Your response must consist of one number: how many lines in this material contain the word "ComparisonResult".
···
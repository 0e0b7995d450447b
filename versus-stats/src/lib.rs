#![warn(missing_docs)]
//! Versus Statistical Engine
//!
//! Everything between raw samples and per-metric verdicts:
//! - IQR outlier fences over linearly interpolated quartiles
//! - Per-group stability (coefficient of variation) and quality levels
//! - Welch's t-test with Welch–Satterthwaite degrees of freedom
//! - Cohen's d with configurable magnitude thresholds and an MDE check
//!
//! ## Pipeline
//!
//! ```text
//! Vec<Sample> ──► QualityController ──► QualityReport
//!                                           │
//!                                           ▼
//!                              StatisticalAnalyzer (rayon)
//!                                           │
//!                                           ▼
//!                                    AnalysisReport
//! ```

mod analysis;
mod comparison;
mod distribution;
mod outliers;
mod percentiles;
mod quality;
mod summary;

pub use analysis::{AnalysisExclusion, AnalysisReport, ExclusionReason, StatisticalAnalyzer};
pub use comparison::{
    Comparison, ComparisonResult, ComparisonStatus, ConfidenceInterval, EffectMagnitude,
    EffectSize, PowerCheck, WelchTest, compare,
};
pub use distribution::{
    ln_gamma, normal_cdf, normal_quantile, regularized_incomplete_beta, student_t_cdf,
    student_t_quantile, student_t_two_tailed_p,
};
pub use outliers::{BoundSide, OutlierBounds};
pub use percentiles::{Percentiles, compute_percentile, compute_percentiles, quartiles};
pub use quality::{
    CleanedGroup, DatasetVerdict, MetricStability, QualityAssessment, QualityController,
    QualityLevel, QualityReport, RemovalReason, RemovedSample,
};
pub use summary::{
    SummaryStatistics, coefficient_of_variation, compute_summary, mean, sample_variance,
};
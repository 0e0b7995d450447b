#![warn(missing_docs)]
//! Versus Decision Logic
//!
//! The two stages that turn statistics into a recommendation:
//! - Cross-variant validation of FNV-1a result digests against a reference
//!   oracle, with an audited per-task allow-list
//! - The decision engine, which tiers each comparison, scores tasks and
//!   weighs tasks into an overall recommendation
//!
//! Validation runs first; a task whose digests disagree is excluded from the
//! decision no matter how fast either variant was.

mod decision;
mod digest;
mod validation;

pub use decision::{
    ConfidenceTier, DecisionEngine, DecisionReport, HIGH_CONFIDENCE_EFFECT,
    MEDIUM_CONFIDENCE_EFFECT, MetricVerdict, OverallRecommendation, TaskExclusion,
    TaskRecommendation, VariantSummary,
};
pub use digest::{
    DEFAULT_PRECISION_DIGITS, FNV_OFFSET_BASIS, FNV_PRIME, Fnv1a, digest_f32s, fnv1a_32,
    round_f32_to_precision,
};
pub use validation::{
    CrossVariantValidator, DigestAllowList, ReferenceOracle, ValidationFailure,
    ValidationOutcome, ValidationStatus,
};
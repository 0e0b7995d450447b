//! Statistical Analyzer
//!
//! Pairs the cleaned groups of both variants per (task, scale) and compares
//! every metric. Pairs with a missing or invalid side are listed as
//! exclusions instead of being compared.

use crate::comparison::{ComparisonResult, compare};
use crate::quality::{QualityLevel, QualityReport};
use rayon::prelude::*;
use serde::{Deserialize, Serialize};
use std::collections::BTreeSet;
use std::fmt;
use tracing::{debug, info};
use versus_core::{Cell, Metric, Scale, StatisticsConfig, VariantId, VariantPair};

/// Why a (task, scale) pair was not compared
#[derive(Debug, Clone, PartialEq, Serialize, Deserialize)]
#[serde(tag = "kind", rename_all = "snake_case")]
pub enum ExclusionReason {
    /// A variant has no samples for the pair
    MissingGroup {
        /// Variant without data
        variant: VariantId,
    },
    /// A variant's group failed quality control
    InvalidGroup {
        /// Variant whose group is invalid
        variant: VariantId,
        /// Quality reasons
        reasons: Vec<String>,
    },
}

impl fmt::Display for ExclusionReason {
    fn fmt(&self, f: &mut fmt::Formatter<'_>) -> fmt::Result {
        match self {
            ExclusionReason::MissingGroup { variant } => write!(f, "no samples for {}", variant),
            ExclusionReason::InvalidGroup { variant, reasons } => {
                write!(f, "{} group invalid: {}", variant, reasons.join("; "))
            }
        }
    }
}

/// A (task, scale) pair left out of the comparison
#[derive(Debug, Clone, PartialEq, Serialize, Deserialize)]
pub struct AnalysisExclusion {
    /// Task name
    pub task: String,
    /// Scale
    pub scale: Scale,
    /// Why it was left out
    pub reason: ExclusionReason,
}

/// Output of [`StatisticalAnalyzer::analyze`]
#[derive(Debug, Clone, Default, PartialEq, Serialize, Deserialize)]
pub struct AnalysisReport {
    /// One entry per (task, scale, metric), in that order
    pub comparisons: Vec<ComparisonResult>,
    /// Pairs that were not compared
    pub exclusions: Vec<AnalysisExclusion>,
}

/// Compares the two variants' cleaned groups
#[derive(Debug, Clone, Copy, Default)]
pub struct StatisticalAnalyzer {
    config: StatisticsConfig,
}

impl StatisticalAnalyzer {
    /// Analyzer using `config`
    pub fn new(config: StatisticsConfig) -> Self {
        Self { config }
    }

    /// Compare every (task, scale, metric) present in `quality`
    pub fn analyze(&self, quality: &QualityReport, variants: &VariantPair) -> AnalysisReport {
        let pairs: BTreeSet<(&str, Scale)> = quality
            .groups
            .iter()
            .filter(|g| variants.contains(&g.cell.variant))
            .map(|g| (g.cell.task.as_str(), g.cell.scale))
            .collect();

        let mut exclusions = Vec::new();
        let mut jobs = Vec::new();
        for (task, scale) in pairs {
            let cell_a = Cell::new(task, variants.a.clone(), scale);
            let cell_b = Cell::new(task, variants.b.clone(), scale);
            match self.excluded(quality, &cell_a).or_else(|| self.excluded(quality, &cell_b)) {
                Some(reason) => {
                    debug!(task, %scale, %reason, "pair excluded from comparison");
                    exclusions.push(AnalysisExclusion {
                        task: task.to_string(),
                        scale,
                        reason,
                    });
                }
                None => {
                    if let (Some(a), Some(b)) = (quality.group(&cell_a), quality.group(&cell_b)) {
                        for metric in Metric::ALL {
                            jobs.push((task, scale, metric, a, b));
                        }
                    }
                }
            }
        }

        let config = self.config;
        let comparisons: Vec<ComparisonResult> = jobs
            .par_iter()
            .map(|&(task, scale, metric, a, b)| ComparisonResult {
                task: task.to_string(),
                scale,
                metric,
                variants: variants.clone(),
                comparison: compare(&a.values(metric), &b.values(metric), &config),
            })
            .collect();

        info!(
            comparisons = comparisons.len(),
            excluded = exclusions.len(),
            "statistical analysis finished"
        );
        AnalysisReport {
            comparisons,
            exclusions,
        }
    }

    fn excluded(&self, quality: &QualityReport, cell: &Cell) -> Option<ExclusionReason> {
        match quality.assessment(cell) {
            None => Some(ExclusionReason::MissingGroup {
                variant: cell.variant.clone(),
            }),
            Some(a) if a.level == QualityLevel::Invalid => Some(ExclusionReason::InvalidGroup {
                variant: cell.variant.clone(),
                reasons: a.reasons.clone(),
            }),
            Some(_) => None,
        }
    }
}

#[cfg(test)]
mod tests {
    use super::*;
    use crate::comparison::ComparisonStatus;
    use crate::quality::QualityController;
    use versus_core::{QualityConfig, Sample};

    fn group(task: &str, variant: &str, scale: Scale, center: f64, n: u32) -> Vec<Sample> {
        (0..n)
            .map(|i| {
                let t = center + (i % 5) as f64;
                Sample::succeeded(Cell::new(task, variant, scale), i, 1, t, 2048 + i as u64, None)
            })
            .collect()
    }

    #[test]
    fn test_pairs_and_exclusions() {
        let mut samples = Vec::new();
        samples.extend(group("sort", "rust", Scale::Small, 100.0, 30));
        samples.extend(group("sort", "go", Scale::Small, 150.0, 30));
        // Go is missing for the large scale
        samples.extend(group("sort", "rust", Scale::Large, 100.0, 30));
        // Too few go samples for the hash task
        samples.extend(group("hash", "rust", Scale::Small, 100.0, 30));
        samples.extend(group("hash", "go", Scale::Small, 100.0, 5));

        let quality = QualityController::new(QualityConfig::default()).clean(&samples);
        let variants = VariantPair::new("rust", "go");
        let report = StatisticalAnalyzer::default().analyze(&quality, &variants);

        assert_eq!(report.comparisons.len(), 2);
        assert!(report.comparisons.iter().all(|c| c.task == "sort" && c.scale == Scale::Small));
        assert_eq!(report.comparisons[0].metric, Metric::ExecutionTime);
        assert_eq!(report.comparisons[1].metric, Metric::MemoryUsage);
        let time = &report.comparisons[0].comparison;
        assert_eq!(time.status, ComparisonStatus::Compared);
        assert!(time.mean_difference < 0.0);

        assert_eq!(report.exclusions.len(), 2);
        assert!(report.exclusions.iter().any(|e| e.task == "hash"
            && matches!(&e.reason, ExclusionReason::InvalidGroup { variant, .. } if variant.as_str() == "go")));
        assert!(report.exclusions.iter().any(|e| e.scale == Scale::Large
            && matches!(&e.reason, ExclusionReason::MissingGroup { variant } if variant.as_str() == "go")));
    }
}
···
- [ANSWER BELOW]: 5